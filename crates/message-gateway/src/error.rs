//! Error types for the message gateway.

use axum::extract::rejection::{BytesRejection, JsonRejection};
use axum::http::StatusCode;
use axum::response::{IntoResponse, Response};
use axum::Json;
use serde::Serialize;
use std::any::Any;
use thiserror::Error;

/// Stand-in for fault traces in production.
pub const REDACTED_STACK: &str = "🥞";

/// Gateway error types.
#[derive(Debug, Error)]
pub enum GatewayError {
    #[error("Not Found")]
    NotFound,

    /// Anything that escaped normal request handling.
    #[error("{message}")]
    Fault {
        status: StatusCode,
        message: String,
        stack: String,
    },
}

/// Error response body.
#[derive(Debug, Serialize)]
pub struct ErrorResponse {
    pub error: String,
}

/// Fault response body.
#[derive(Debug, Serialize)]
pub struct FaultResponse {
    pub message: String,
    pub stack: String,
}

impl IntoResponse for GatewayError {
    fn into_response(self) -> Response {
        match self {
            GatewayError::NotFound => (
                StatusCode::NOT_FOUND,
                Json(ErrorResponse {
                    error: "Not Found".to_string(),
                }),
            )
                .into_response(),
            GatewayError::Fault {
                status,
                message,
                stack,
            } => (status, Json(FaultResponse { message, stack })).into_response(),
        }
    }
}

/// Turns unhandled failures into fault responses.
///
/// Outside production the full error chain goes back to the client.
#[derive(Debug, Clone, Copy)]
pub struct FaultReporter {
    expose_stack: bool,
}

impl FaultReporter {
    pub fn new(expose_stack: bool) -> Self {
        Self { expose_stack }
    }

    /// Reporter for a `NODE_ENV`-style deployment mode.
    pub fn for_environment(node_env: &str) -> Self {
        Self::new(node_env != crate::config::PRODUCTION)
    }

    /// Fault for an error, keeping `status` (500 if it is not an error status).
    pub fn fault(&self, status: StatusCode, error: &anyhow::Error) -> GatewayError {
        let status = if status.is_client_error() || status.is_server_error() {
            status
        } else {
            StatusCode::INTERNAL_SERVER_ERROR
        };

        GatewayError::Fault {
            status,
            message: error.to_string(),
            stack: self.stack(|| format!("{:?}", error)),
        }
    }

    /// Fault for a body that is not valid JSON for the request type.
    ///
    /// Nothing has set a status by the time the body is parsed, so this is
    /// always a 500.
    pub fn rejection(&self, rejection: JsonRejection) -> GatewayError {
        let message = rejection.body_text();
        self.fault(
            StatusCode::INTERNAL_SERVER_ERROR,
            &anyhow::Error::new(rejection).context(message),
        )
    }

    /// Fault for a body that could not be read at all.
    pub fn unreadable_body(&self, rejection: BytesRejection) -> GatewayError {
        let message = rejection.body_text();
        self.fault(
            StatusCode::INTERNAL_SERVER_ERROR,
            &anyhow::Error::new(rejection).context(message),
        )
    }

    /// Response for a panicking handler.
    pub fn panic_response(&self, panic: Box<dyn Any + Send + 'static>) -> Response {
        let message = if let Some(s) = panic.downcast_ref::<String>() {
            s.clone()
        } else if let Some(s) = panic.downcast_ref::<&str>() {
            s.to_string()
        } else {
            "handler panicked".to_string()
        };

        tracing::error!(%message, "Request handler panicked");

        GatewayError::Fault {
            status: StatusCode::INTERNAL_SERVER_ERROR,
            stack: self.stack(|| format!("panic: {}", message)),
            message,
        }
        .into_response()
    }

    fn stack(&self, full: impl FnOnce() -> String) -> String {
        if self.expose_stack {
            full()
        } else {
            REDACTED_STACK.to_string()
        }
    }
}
——————
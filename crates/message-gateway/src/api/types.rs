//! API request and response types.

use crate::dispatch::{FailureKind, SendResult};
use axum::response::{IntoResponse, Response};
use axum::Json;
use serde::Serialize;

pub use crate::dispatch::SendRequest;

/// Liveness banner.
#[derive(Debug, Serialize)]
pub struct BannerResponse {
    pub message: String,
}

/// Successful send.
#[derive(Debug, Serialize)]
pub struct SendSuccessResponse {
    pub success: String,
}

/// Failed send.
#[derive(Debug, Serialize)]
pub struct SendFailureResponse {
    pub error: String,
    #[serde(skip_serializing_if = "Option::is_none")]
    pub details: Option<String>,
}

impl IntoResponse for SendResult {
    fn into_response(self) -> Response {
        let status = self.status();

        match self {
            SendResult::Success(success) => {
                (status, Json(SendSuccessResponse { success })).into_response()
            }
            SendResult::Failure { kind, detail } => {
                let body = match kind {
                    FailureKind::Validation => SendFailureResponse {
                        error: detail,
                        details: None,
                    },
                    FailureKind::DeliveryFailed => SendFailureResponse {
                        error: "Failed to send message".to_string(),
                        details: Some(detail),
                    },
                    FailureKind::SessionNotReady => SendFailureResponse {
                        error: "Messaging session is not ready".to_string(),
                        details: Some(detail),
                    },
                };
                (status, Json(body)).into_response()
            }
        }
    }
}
——————
> [Description of the task]: Pull out all lines in the data above that include "details".

> [Written response]:
    pub details: Option<String>,
                        details: None,
                        details: Some(detail),
                        details: Some(detail),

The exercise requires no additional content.